One example of the wide-ranging project is the environmental survey of the area surrounding the cooling ponds that were contaminated by the disaster. Due to the plant being decommissioned, the water level in the ponds was drawn down after the water supply was cut off in 2014. To check the environmental changes caused by this, surveys were conducted on the radioactive substances in the pond water and the surrounding soil of newly emerged land as well as the dike of the pond. Various observations and analyses related to radioactive substances in the environment are being conducted, including research on the biological effects of captured aquatic organisms such as fish and wild small mammals on the surrounding land, and observation of groundwater by excavating wells.

Mark Zheleznyak, a professor at the IER since 2013, who has been conducting environmental surveys and research on the surrounding rivers since immediately after the Chornobyl nuclear disaster in 1986, explains the significance of this project.

“Nearly 35 years have passed since the Chornobyl disaster. Shelters are being built to cover the Sarcophagus (“the New Safe Confinement structures”), and the Ukrainian government is planning to revamp the Exclusion Zone. In order to implement these efforts safely and appropriately, it is vital to first accurately understand the amount of radioactive substances in the area and the status of their migration. Through joint research with Japan, it is possible to conduct investigation and monitoring using the most advanced analytical instruments in Ukraine. We also have much to learn, such as sharing information on the establishment of evacuation zones and the lifting of evacuation orders based on environmental monitoring in Fukushima.”

About 2.9 million people live in the capital city of Kyiv, located about 100 km south of the Chornobyl nuclear power plant. For the safety and security of the residents, it is essential to strengthen the system to constantly monitor the re-diffusion of radioactive substances.

Scientific data is critical to envision the future of the affected areas

In April 2020, a forest fire broke out in the Chornobyl Exclusion Zone, destroying approximately one-third of the area. It took about a month to extinguish the fire. At that time, false information about the “large-scale re-diffusion of radioactive substances” was disseminated throughout the world without being verified.

Simulation outcome of cesium-137 concentration in the atmosphere as a result of forest fires in the Exclusion Zone in April 2020 (an extraction from Talerko et al., 2021 Atmos. Pollut. Res.)

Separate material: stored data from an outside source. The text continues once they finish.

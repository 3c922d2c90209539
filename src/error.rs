use std::error::Error;
use std::fmt;

#[derive(Debug)]
pub enum LiveChatError {
    // Room errors
    RoomNotFound(String),

    // Moderation store errors
    StoreError(String),

    // Messages errors
    MessageParseError(String),
    MessageTooLarge(usize),

    // Validation errors
    ValidationError(String),

    // Handshake errors
    Forbidden,

    // Configuration errors
    ConfigError(String),
}

impl LiveChatError {
    /// Stable code sent to the client in `error` events
    pub fn code(&self) -> &'static str {
        match self {
            Self::RoomNotFound(_) => "ROOM_NOT_FOUND",
            Self::StoreError(_) => "STORE_ERROR",
            Self::MessageParseError(_) | Self::ValidationError(_) => "INVALID_MESSAGE",
            Self::MessageTooLarge(_) => "MESSAGE_TOO_LARGE",
            Self::Forbidden => "FORBIDDEN",
            Self::ConfigError(_) => "CONFIG_ERROR",
        }
    }
}

impl fmt::Display for LiveChatError {
    fn fmt(&self, f: &mut fmt::Formatter<'_>) -> fmt::Result {
        match self {
            Self::RoomNotFound(identifier) => write!(f, "Chat room not found: {}", identifier),
            Self::StoreError(msg) => write!(f, "Moderation store error: {}", msg),
            Self::MessageParseError(msg) => write!(f, "Message parse error: {}", msg),
            Self::MessageTooLarge(size) => write!(f, "Message too large: {} bytes", size),
            Self::ValidationError(msg) => write!(f, "Validation error: {}", msg),
            Self::Forbidden => write!(f, "Origin not allowed"),
            Self::ConfigError(msg) => write!(f, "Configuration error: {}", msg),
        }
    }
}

impl Error for LiveChatError {}

impl From<serde_json::Error> for LiveChatError {
    fn from(err: serde_json::Error) -> Self {
        LiveChatError::MessageParseError(err.to_string())
    }
}

// Generic result type for the live chat server
pub type Result<T> = std::result::Result<T, LiveChatError>;
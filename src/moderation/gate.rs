//! Moderation gate
//!
//! Decides whether a candidate message may be delivered. Checks run in a
//! fixed order: active mutes first, then banned-word rules. A banned-word
//! hit blocks the whole message (nothing is redacted) and mutes the sender
//! in the room's organization as a background task.
//!
//! Store failures abort evaluation so the caller never delivers a message
//! whose moderation state is unknown.

use chrono::{DateTime, Utc};
use log::{error, info, warn};
use std::fmt;
use std::sync::Arc;

use crate::core::message::ChatUserIdentity;
use crate::error::Result;
use crate::storage::traits::{BannedWordRule, BannedWordStore, ChatRoom, MuteRecord, MuteStore};

/// Why a message was not delivered
#[derive(Debug, Clone, PartialEq, Eq)]
pub enum BlockReason {
    Muted,
    BannedWord { rule_id: u64, word: String },
}

impl fmt::Display for BlockReason {
    fn fmt(&self, f: &mut fmt::Formatter<'_>) -> fmt::Result {
        match self {
            Self::Muted => write!(f, "sender is muted"),
            Self::BannedWord { rule_id, word } => {
                write!(f, "banned word '{}' (rule {})", word, rule_id)
            }
        }
    }
}

/// Outcome of evaluating a message
#[derive(Debug, Clone, PartialEq, Eq)]
pub enum Decision {
    Allowed,
    Blocked(BlockReason),
}

impl Decision {
    pub fn is_allowed(&self) -> bool {
        matches!(self, Decision::Allowed)
    }
}

pub struct ModerationGate {
    mutes: Arc<dyn MuteStore>,
    banned_words: Arc<dyn BannedWordStore>,
}

impl ModerationGate {
    pub fn new(mutes: Arc<dyn MuteStore>, banned_words: Arc<dyn BannedWordStore>) -> Self {
        Self {
            mutes,
            banned_words,
        }
    }

    /// Decide whether `text` from `sender` may be delivered in `room`
    pub async fn evaluate(
        &self,
        room: &ChatRoom,
        sender: &ChatUserIdentity,
        text: &str,
    ) -> Result<Decision> {
        let organization_id = room.organization_id;

        if self.mutes.is_muted(organization_id, sender).await? {
            return Ok(Decision::Blocked(BlockReason::Muted));
        }

        let rules = self.banned_words.get_rules(organization_id).await?;
        let lowered = text.to_lowercase();

        match rules.into_iter().find(|rule| rule.matches(&lowered)) {
            Some(rule) => {
                self.spawn_consequence(organization_id, sender.clone(), &rule);
                Ok(Decision::Blocked(BlockReason::BannedWord {
                    rule_id: rule.id,
                    word: rule.word,
                }))
            }
            None => Ok(Decision::Allowed),
        }
    }

    // Record the mute the rule calls for without holding up the decision
    fn spawn_consequence(&self, organization_id: u64, sender: ChatUserIdentity, rule: &BannedWordRule) {
        if sender.is_empty() {
            warn!(
                "Banned word rule {} matched an anonymous sender; nothing to mute",
                rule.id
            );
            return;
        }

        let mutes = Arc::clone(&self.mutes);
        let until = rule.consequence.mute_until(Utc::now());
        let rule_id = rule.id;

        tokio::spawn(async move {
            match mutes.mute(organization_id, &sender, until).await {
                Ok(record) => info!(
                    "Auto-muted {:?}/{:?} in organization {} until {} (rule {})",
                    record.username,
                    record.ip_address,
                    organization_id,
                    describe_until(record.until),
                    rule_id
                ),
                Err(e) => error!(
                    "Failed to record auto-mute for rule {} in organization {}: {}",
                    rule_id, organization_id, e
                ),
            }
        });
    }

    /// Manually mute an identity in an organization
    pub async fn mute(
        &self,
        organization_id: u64,
        identity: &ChatUserIdentity,
        until: Option<DateTime<Utc>>,
    ) -> Result<MuteRecord> {
        self.mutes.mute(organization_id, identity, until).await
    }

    /// Revoke active mutes matching whichever identity fields are provided
    pub async fn unmute(&self, organization_id: u64, identity: &ChatUserIdentity) -> Result<usize> {
        self.mutes.unmute(organization_id, identity).await
    }

    pub async fn is_muted(&self, organization_id: u64, identity: &ChatUserIdentity) -> Result<bool> {
        self.mutes.is_muted(organization_id, identity).await
    }
}

fn describe_until(until: Option<DateTime<Utc>>) -> String {
    until.map_or_else(|| "forever".to_string(), |t| t.to_rfc3339())
}
//! Bounded, revocable per-room message history
//!
//! Each room owns a small ring of recent messages used to seed new joiners.
//! Rooms are locked independently: the map only hands out the room's own
//! mutex, so pushes to unrelated rooms never wait on each other.

use dashmap::DashMap;
use std::collections::VecDeque;
use std::sync::{Arc, Mutex, MutexGuard, PoisonError};

use crate::constants::DEFAULT_HISTORY_LENGTH;
use crate::core::message::ChatMessage;

/// Recent messages of one room, oldest first
#[derive(Debug)]
pub struct RoomHistory {
    entries: VecDeque<(String, ChatMessage)>,
    max_size: usize,
}

impl RoomHistory {
    pub fn with_capacity(capacity: usize) -> Self {
        let max_size = capacity.max(1);
        Self {
            entries: VecDeque::with_capacity(max_size),
            max_size,
        }
    }

    /// Append, evicting the oldest entry when full
    pub fn push(&mut self, message_id: String, message: ChatMessage) {
        if self.entries.len() >= self.max_size {
            self.entries.pop_front();
        }
        self.entries.push_back((message_id, message));
    }

    /// Remove the entry with this id. Returns whether one was removed.
    pub fn revoke(&mut self, message_id: &str) -> bool {
        match self.entries.iter().position(|(id, _)| id == message_id) {
            Some(index) => self.entries.remove(index).is_some(),
            None => false,
        }
    }

    /// Independent copy of the current contents
    pub fn snapshot(&self) -> Vec<ChatMessage> {
        self.entries.iter().map(|(_, msg)| msg.clone()).collect()
    }

    pub fn len(&self) -> usize {
        self.entries.len()
    }

    pub fn is_empty(&self) -> bool {
        self.entries.is_empty()
    }
}

/// Per-room history buffers, created lazily on first push
pub struct HistoryBuffer {
    rooms: DashMap<u64, Arc<Mutex<RoomHistory>>>,
    max_length: usize,
}

impl HistoryBuffer {
    /// Create a history buffer with default capacity
    pub fn new() -> Self {
        Self::with_capacity(DEFAULT_HISTORY_LENGTH)
    }

    /// Create a history buffer keeping `max_length` messages per room
    pub fn with_capacity(max_length: usize) -> Self {
        Self {
            rooms: DashMap::new(),
            max_length: max_length.max(1),
        }
    }

    pub fn max_length(&self) -> usize {
        self.max_length
    }

    pub fn push(&self, room_id: u64, message_id: String, message: ChatMessage) {
        let room = self
            .rooms
            .entry(room_id)
            .or_insert_with(|| Arc::new(Mutex::new(RoomHistory::with_capacity(self.max_length))))
            .clone();
        lock(&room).push(message_id, message);
    }

    /// No-op when the room or message is unknown
    pub fn revoke(&self, room_id: u64, message_id: &str) -> bool {
        match self.room(room_id) {
            Some(room) => lock(&room).revoke(message_id),
            None => false,
        }
    }

    /// Oldest-first copy; empty when the room has no buffer yet
    pub fn snapshot(&self, room_id: u64) -> Vec<ChatMessage> {
        match self.room(room_id) {
            Some(room) => lock(&room).snapshot(),
            None => Vec::new(),
        }
    }

    /// Number of rooms that have a buffer
    pub fn room_count(&self) -> usize {
        self.rooms.len()
    }

    // Clone the Arc out so the shard guard is released before locking the room
    fn room(&self, room_id: u64) -> Option<Arc<Mutex<RoomHistory>>> {
        self.rooms.get(&room_id).map(|entry| entry.value().clone())
    }
}

impl Default for HistoryBuffer {
    fn default() -> Self {
        Self::new()
    }
}

// A panic mid-push cannot leave the deque half-updated, so a poisoned lock is still usable
fn lock(room: &Mutex<RoomHistory>) -> MutexGuard<'_, RoomHistory> {
    room.lock().unwrap_or_else(PoisonError::into_inner)
}

/// Thread-safe handle to the history buffer
pub type SharedHistoryBuffer = Arc<HistoryBuffer>;

/// Create a new shared history buffer with custom capacity
pub fn create_history_buffer(max_length: usize) -> SharedHistoryBuffer {
    Arc::new(HistoryBuffer::with_capacity(max_length))
}
//! Room membership and fan-out
//!
//! Tracks which live connections are subscribed to which room and delivers
//! events to every member. Membership is kept in sharded maps so joins and
//! broadcasts in unrelated rooms do not contend.

use dashmap::DashMap;
use log::{debug, warn};
use std::collections::HashSet;
use std::sync::Arc;

use crate::core::connection::Connection;
use crate::core::message_types::ServerEvent;

/// Maps rooms to their subscribed connections
pub struct RoomBroadcaster {
    /// Live connections by ID
    connections: DashMap<String, Connection>,
    /// Room ID to member connection IDs
    rooms: DashMap<u64, HashSet<String>>,
    /// Connection ID to the rooms it joined
    client_rooms: DashMap<String, HashSet<u64>>,
}

impl RoomBroadcaster {
    pub fn new() -> Self {
        Self {
            connections: DashMap::new(),
            rooms: DashMap::new(),
            client_rooms: DashMap::new(),
        }
    }

    /// Register a live connection so it can receive events
    pub fn register(&self, connection: Connection) {
        self.connections.insert(connection.id.clone(), connection);
    }

    /// Leave every room and forget the connection
    pub fn unregister(&self, connection_id: &str) -> usize {
        let left = self.leave_all(connection_id);
        self.connections.remove(connection_id);
        left
    }

    /// Add a connection to a room. Returns false if it was already a member.
    ///
    /// Operations for one connection are serialized by its session, so the two
    /// maps are updated one after the other without holding both shards.
    pub fn join(&self, connection_id: &str, room_id: u64) -> bool {
        self.client_rooms
            .entry(connection_id.to_string())
            .or_default()
            .insert(room_id);
        self.rooms
            .entry(room_id)
            .or_default()
            .insert(connection_id.to_string())
    }

    /// Remove a connection from a room. No-op if it was not a member.
    pub fn leave(&self, connection_id: &str, room_id: u64) -> bool {
        let removed = match self.rooms.get_mut(&room_id) {
            Some(mut members) => members.remove(connection_id),
            None => false,
        };
        self.rooms.remove_if(&room_id, |_, members| members.is_empty());

        if let Some(mut joined) = self.client_rooms.get_mut(connection_id) {
            joined.remove(&room_id);
        }
        self.client_rooms
            .remove_if(connection_id, |_, joined| joined.is_empty());

        removed
    }

    /// Remove a connection from every room it joined
    pub fn leave_all(&self, connection_id: &str) -> usize {
        let joined = self
            .client_rooms
            .remove(connection_id)
            .map(|(_, rooms)| rooms)
            .unwrap_or_default();

        for room_id in &joined {
            if let Some(mut members) = self.rooms.get_mut(room_id) {
                members.remove(connection_id);
            }
            self.rooms.remove_if(room_id, |_, members| members.is_empty());
        }

        joined.len()
    }

    /// Deliver an event to the members of a room at the time of the call.
    /// A failed send to one member never stops delivery to the others.
    pub fn broadcast(&self, room_id: u64, event: &ServerEvent) -> usize {
        let members = self.members(room_id);
        self.deliver(room_id, &members, event)
    }

    /// Deliver an event to a previously taken membership snapshot
    pub fn deliver(&self, room_id: u64, members: &[String], event: &ServerEvent) -> usize {
        let payload = match event.to_json() {
            Ok(payload) => payload,
            Err(e) => {
                warn!("Failed to serialize {} for room {}: {}", event.name(), room_id, e);
                return 0;
            }
        };

        let mut delivered = 0;
        for member_id in members {
            let connection = self.connections.get(member_id).map(|c| c.value().clone());
            match connection {
                Some(connection) if connection.send_text(&payload) => delivered += 1,
                Some(_) => {}
                None => debug!("Member {} of room {} has no live connection", member_id, room_id),
            }
        }

        debug!(
            "Broadcast {} to {}/{} members of room {}",
            event.name(),
            delivered,
            members.len(),
            room_id
        );
        delivered
    }

    /// Deliver an event to a single connection
    pub fn send_to(&self, connection_id: &str, event: &ServerEvent) -> bool {
        let payload = match event.to_json() {
            Ok(payload) => payload,
            Err(e) => {
                warn!("Failed to serialize {} for {}: {}", event.name(), connection_id, e);
                return false;
            }
        };

        match self.connections.get(connection_id).map(|c| c.value().clone()) {
            Some(connection) => connection.send_text(&payload),
            None => false,
        }
    }

    /// Snapshot of a room's member IDs
    pub fn members(&self, room_id: u64) -> Vec<String> {
        self.rooms
            .get(&room_id)
            .map(|members| members.iter().cloned().collect())
            .unwrap_or_default()
    }

    pub fn is_member(&self, connection_id: &str, room_id: u64) -> bool {
        self.rooms
            .get(&room_id)
            .map_or(false, |members| members.contains(connection_id))
    }

    /// Rooms a connection currently belongs to
    pub fn rooms_of(&self, connection_id: &str) -> Vec<u64> {
        self.client_rooms
            .get(connection_id)
            .map(|rooms| rooms.iter().copied().collect())
            .unwrap_or_default()
    }

    pub fn connection(&self, connection_id: &str) -> Option<Connection> {
        self.connections.get(connection_id).map(|c| c.value().clone())
    }

    pub fn connection_count(&self) -> usize {
        self.connections.len()
    }
}

impl Default for RoomBroadcaster {
    fn default() -> Self {
        Self::new()
    }
}

// Shared reference to the broadcaster
pub type SharedBroadcaster = Arc<RoomBroadcaster>;

#[cfg(test)]
mod tests {
    use super::*;
    use tokio::sync::mpsc;

    fn connect(broadcaster: &RoomBroadcaster, id: &str) -> mpsc::UnboundedReceiver<warp::ws::Message> {
        let (tx, rx) = mpsc::unbounded_channel();
        broadcaster.register(Connection::with_id(id.to_string(), tx, None));
        rx
    }

    #[test]
    fn test_join_is_idempotent() {
        let broadcaster = RoomBroadcaster::new();
        let _rx = connect(&broadcaster, "c1");

        assert!(broadcaster.join("c1", 7));
        assert!(!broadcaster.join("c1", 7));
        assert_eq!(broadcaster.members(7), vec!["c1".to_string()]);
    }

    #[test]
    fn test_leave_absent_is_noop() {
        let broadcaster = RoomBroadcaster::new();
        assert!(!broadcaster.leave("ghost", 7));
        assert!(broadcaster.members(7).is_empty());
    }

    #[test]
    fn test_leave_all_clears_every_room() {
        let broadcaster = RoomBroadcaster::new();
        let _rx = connect(&broadcaster, "c1");
        broadcaster.join("c1", 1);
        broadcaster.join("c1", 2);

        assert_eq!(broadcaster.leave_all("c1"), 2);
        assert!(!broadcaster.is_member("c1", 1));
        assert!(!broadcaster.is_member("c1", 2));
        assert!(broadcaster.rooms_of("c1").is_empty());
    }

    #[test]
    fn test_broadcast_skips_failed_member() {
        let broadcaster = RoomBroadcaster::new();
        let mut rx1 = connect(&broadcaster, "c1");
        let rx2 = connect(&broadcaster, "c2");
        let mut rx3 = connect(&broadcaster, "c3");
        for id in ["c1", "c2", "c3"] {
            broadcaster.join(id, 1);
        }
        drop(rx2);

        let event = ServerEvent::RevokeMessage { id: "m1".to_string() };
        assert_eq!(broadcaster.broadcast(1, &event), 2);
        assert!(rx1.try_recv().is_ok());
        assert!(rx3.try_recv().is_ok());
    }

    #[test]
    fn test_deliver_uses_given_snapshot() {
        let broadcaster = RoomBroadcaster::new();
        let mut rx1 = connect(&broadcaster, "c1");
        let mut rx2 = connect(&broadcaster, "c2");
        broadcaster.join("c1", 1);
        let members = broadcaster.members(1);
        broadcaster.join("c2", 1);

        let event = ServerEvent::RevokeMessage { id: "m1".to_string() };
        assert_eq!(broadcaster.deliver(1, &members, &event), 1);
        assert!(rx1.try_recv().is_ok());
        assert!(rx2.try_recv().is_err());
    }

    #[test]
    fn test_broadcast_only_reaches_room_members() {
        let broadcaster = RoomBroadcaster::new();
        let mut inside = connect(&broadcaster, "in");
        let mut outside = connect(&broadcaster, "out");
        broadcaster.join("in", 1);
        broadcaster.join("out", 2);

        broadcaster.broadcast(1, &ServerEvent::RevokeMessage { id: "x".to_string() });
        assert!(inside.try_recv().is_ok());
        assert!(outside.try_recv().is_err());
    }
}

“The monitoring of radioactive substances from the forest fires in the Chornobyl area was one of our initial tasks, and we conducted detailed observations using drones. We also used an impactor to collect and study the atmosphere in Kyiv. Although there was an increase in the amount of cesium-137 from before the fires, we observed that the amount was far below the permissible level for Ukraine. By disseminating information based on scientific evidence to the press from the IER which is a joint research institute, we believe that we were able to somewhat prevent the risk of false information spreading,” says IGARASHI Yasunori, a specially appointed assistant professor at the institute, describing some of the achievements of this project.

As the 10th anniversary of the Great East Japan Earthquake approaches, Professor Nanba speaks about the future of the project as follows.

“The goal of this international joint project is to link the results of the diverse research conducted in both countries to the policy decisions of the Ukrainian government. Through comparative research between Chornobyl and Fukushima, we hope to uncover previously unknown phenomena and provide clues for predicting the future of Fukushima. We would like to continue to disseminate the lessons and scientific findings from the Chornobyl and Fukushima nuclear disasters not only within the two countries but also to the world while Japanese and Ukrainian collaboration continues. Moreover, the IER is continuing to provide a platform both for global researchers to interact with each other and for the general public, mainly in Fukushima, to discuss the results of our research. We will continue to report our findings with clarity and provide detailed information in academic papers as well as in public lectures and seminars for junior and senior high school students.”